[Collected data]
▼▼▼

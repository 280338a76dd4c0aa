//! Pure domain types with minimal dependencies
//!
//! This module contains core types used throughout the crate.
//! Types here should not depend on the document model itself
//! to avoid circular dependencies.

pub mod capture;
pub mod color;
pub mod geometry;
pub mod ids;

pub use capture::*;
pub use color::*;
pub use geometry::*;
pub use ids::*;
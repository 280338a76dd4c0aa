//! Annotation document core: a captured image with vector elements on
//! top, typed element properties, undo/redo and the document file format.

pub mod config;
pub mod container;
pub mod domain;
pub mod error;
pub mod fields;
pub mod format;
pub mod memento;
pub mod render;
pub mod surface;

pub use config::EditorConfig;
pub use container::{ContainerKind, DrawableContainer, DrawableContainerList, FilterKind};
pub use domain::{CaptureDetails, Color, ContainerId, Rect, SurfaceId};
pub use error::{ConfigError, FieldError, FormatError, HistoryError, SurfaceError};
pub use fields::{Field, FieldAggregator, FieldCache, FieldHolder, FieldType, FieldValue};
pub use format::{CancelFlag, Document};
pub use surface::{Surface, SurfaceEvent};
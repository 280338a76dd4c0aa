//! Typed element properties
//!
//! This module provides:
//! - Field types and their value domains
//! - Scoped fields with change notification
//! - The last-used value cache consulted when fields are created
//! - The field holder capability and the selection aggregator

pub mod aggregator;
pub mod cache;
pub mod field;
pub mod holder;
pub mod value;

pub use aggregator::FieldAggregator;
pub use cache::FieldCache;
pub use field::{Field, FieldChanged, Scope};
pub use holder::{FieldHolder, FieldHolderStore};
pub use value::*;
//! Element kinds and the static registry of their fields

use std::fmt;
use std::str::FromStr;

use crate::domain::Color;
use crate::fields::{FieldFlags, FieldType, FieldValue, PreparedFilter, Scope};

/// Filters applied to the background inside a filter element's bounds
#[derive(Debug, Clone, Copy, PartialEq, Eq, Hash)]
pub enum FilterKind {
    Blur,
    Pixelize,
    Highlight,
    Brightness,
    Grayscale,
    Magnifier,
}

/// Kind of a drawable element
#[derive(Debug, Clone, Copy, PartialEq, Eq, Hash)]
pub enum ContainerKind {
    Rectangle,
    Ellipse,
    Line,
    Arrow,
    Text,
    StepLabel,
    Highlight,
    Obfuscate,
    /// Only appears as a child of a highlight or obfuscate element
    Filter(FilterKind),
}

use FieldType as F;

const OUTLINE_FIELDS: &[FieldType] = &[F::LineThickness, F::LineColor, F::FillColor, F::Shadow];
const LINE_FIELDS: &[FieldType] = &[F::LineThickness, F::LineColor, F::Shadow];
const ARROW_FIELDS: &[FieldType] = &[F::LineThickness, F::LineColor, F::Shadow, F::Arrowheads];
const TEXT_FIELDS: &[FieldType] = &[
    F::LineThickness,
    F::LineColor,
    F::FillColor,
    F::Shadow,
    F::FontFamily,
    F::FontSize,
    F::FontBold,
    F::FontItalic,
    F::TextHorizontalAlignment,
    F::TextVerticalAlignment,
];
const STEP_LABEL_FIELDS: &[FieldType] = &[F::FillColor, F::LineColor, F::Flags];
const HIGHLIGHT_FIELDS: &[FieldType] =
    &[F::LineThickness, F::LineColor, F::Shadow, F::PreparedFilterHighlight];
const OBFUSCATE_FIELDS: &[FieldType] =
    &[F::LineThickness, F::LineColor, F::Shadow, F::PreparedFilterObfuscate];
const BLUR_FIELDS: &[FieldType] = &[F::BlurRadius, F::PreviewQuality];
const PIXELIZE_FIELDS: &[FieldType] = &[F::PixelSize];
const HIGHLIGHT_FILTER_FIELDS: &[FieldType] = &[F::HighlightColor];
const BRIGHTNESS_FIELDS: &[FieldType] = &[F::Brightness];
const MAGNIFIER_FIELDS: &[FieldType] = &[F::MagnificationFactor];

impl ContainerKind {
    pub const ALL: [ContainerKind; 14] = [
        ContainerKind::Rectangle,
        ContainerKind::Ellipse,
        ContainerKind::Line,
        ContainerKind::Arrow,
        ContainerKind::Text,
        ContainerKind::StepLabel,
        ContainerKind::Highlight,
        ContainerKind::Obfuscate,
        ContainerKind::Filter(FilterKind::Blur),
        ContainerKind::Filter(FilterKind::Pixelize),
        ContainerKind::Filter(FilterKind::Highlight),
        ContainerKind::Filter(FilterKind::Brightness),
        ContainerKind::Filter(FilterKind::Grayscale),
        ContainerKind::Filter(FilterKind::Magnifier),
    ];

    /// Persisted `$type` discriminator
    pub fn type_name(self) -> &'static str {
        match self {
            ContainerKind::Rectangle => "RectangleContainer",
            ContainerKind::Ellipse => "EllipseContainer",
            ContainerKind::Line => "LineContainer",
            ContainerKind::Arrow => "ArrowContainer",
            ContainerKind::Text => "TextContainer",
            ContainerKind::StepLabel => "StepLabelContainer",
            ContainerKind::Highlight => "HighlightContainer",
            ContainerKind::Obfuscate => "ObfuscateContainer",
            ContainerKind::Filter(FilterKind::Blur) => "BlurFilter",
            ContainerKind::Filter(FilterKind::Pixelize) => "PixelizationFilter",
            ContainerKind::Filter(FilterKind::Highlight) => "HighlightFilter",
            ContainerKind::Filter(FilterKind::Brightness) => "BrightnessFilter",
            ContainerKind::Filter(FilterKind::Grayscale) => "GrayscaleFilter",
            ContainerKind::Filter(FilterKind::Magnifier) => "MagnifierFilter",
        }
    }

    /// Key for last-used field values of this kind
    pub fn scope(self) -> Scope {
        Scope(self.type_name())
    }

    /// Fields every element of this kind carries
    pub fn supported_fields(self) -> &'static [FieldType] {
        match self {
            ContainerKind::Rectangle | ContainerKind::Ellipse => OUTLINE_FIELDS,
            ContainerKind::Line => LINE_FIELDS,
            ContainerKind::Arrow => ARROW_FIELDS,
            ContainerKind::Text => TEXT_FIELDS,
            ContainerKind::StepLabel => STEP_LABEL_FIELDS,
            ContainerKind::Highlight => HIGHLIGHT_FIELDS,
            ContainerKind::Obfuscate => OBFUSCATE_FIELDS,
            ContainerKind::Filter(FilterKind::Blur) => BLUR_FIELDS,
            ContainerKind::Filter(FilterKind::Pixelize) => PIXELIZE_FIELDS,
            ContainerKind::Filter(FilterKind::Highlight) => HIGHLIGHT_FILTER_FIELDS,
            ContainerKind::Filter(FilterKind::Brightness) => BRIGHTNESS_FIELDS,
            ContainerKind::Filter(FilterKind::Grayscale) => &[],
            ContainerKind::Filter(FilterKind::Magnifier) => MAGNIFIER_FIELDS,
        }
    }

    /// Kind-specific starting value that beats the configured defaults
    pub fn default_override(self, field_type: FieldType) -> Option<FieldValue> {
        match (self, field_type) {
            (ContainerKind::Highlight | ContainerKind::Obfuscate, F::LineThickness) => {
                Some(FieldValue::Int(0))
            }
            (ContainerKind::Highlight | ContainerKind::Obfuscate, F::Shadow) => {
                Some(FieldValue::Bool(false))
            }
            (ContainerKind::Text, F::LineThickness) => Some(FieldValue::Int(0)),
            (ContainerKind::StepLabel, F::FillColor) => Some(FieldValue::Color(Color::RED)),
            (ContainerKind::StepLabel, F::LineColor) => Some(FieldValue::Color(Color::WHITE)),
            (ContainerKind::StepLabel, F::Flags) => Some(FieldValue::Flags(FieldFlags::COUNTER)),
            _ => None,
        }
    }

    /// Field selecting the child filters, for filter elements
    pub fn prepared_filter_field(self) -> Option<FieldType> {
        match self {
            ContainerKind::Highlight => Some(F::PreparedFilterHighlight),
            ContainerKind::Obfuscate => Some(F::PreparedFilterObfuscate),
            _ => None,
        }
    }

    /// Lines and arrows keep their drawn direction in their bounds
    pub fn is_line_like(self) -> bool {
        matches!(self, ContainerKind::Line | ContainerKind::Arrow)
    }

    pub fn is_filter(self) -> bool {
        matches!(self, ContainerKind::Highlight | ContainerKind::Obfuscate)
    }
}

impl fmt::Display for ContainerKind {
    fn fmt(&self, f: &mut fmt::Formatter<'_>) -> fmt::Result {
        f.write_str(self.type_name())
    }
}

impl FromStr for ContainerKind {
    type Err = String;

    fn from_str(s: &str) -> Result<Self, Self::Err> {
        ContainerKind::ALL
            .into_iter()
            .find(|k| k.type_name() == s)
            .ok_or_else(|| s.to_string())
    }
}

/// Child filters a prepared filter expands to
pub fn filters_for(prepared: PreparedFilter) -> &'static [FilterKind] {
    match prepared {
        PreparedFilter::Blur => &[FilterKind::Blur],
        PreparedFilter::Pixelize => &[FilterKind::Pixelize],
        PreparedFilter::TextHighlight => &[FilterKind::Highlight],
        PreparedFilter::AreaHighlight => &[FilterKind::Brightness, FilterKind::Blur],
        PreparedFilter::Grayscale => &[FilterKind::Grayscale],
        PreparedFilter::Magnification => &[FilterKind::Magnifier],
    }
}

#[cfg(test)]
mod tests {
    use super::*;

    #[test]
    fn test_type_names_round_trip() {
        for kind in ContainerKind::ALL {
            assert_eq!(kind.type_name().parse::<ContainerKind>(), Ok(kind));
        }
        assert!("SvgContainer".parse::<ContainerKind>().is_err());
    }

    #[test]
    fn test_overrides_fit_supported_fields() {
        for kind in ContainerKind::ALL {
            for field_type in FieldType::ALL {
                if let Some(value) = kind.default_override(field_type) {
                    assert!(kind.supported_fields().contains(&field_type));
                    assert!(value.fits(field_type));
                }
            }
        }
    }

    #[test]
    fn test_prepared_filter_field_is_supported() {
        for kind in ContainerKind::ALL {
            if let Some(field_type) = kind.prepared_filter_field() {
                assert!(kind.supported_fields().contains(&field_type));
            }
        }
    }
}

▲▲▲

§ The problem:
In the entries above, find the line with "pub mod error;" and the line with "their value domains", then set down exactly those two and every line between them, nothing else.

§ Expected answer:
pub mod error;
pub mod fields;
pub mod format;
pub mod memento;
pub mod render;
pub mod surface;

pub use config::EditorConfig;
pub use container::{ContainerKind, DrawableContainer, DrawableContainerList, FilterKind};
pub use domain::{CaptureDetails, Color, ContainerId, Rect, SurfaceId};
pub use error::{ConfigError, FieldError, FormatError, HistoryError, SurfaceError};
pub use fields::{Field, FieldAggregator, FieldCache, FieldHolder, FieldType, FieldValue};
pub use format::{CancelFlag, Document};
pub use surface::{Surface, SurfaceEvent};
repository 280338a76dd4c0aa
//! Typed element properties
//!
//! This module provides:
//! - Field types and their value domains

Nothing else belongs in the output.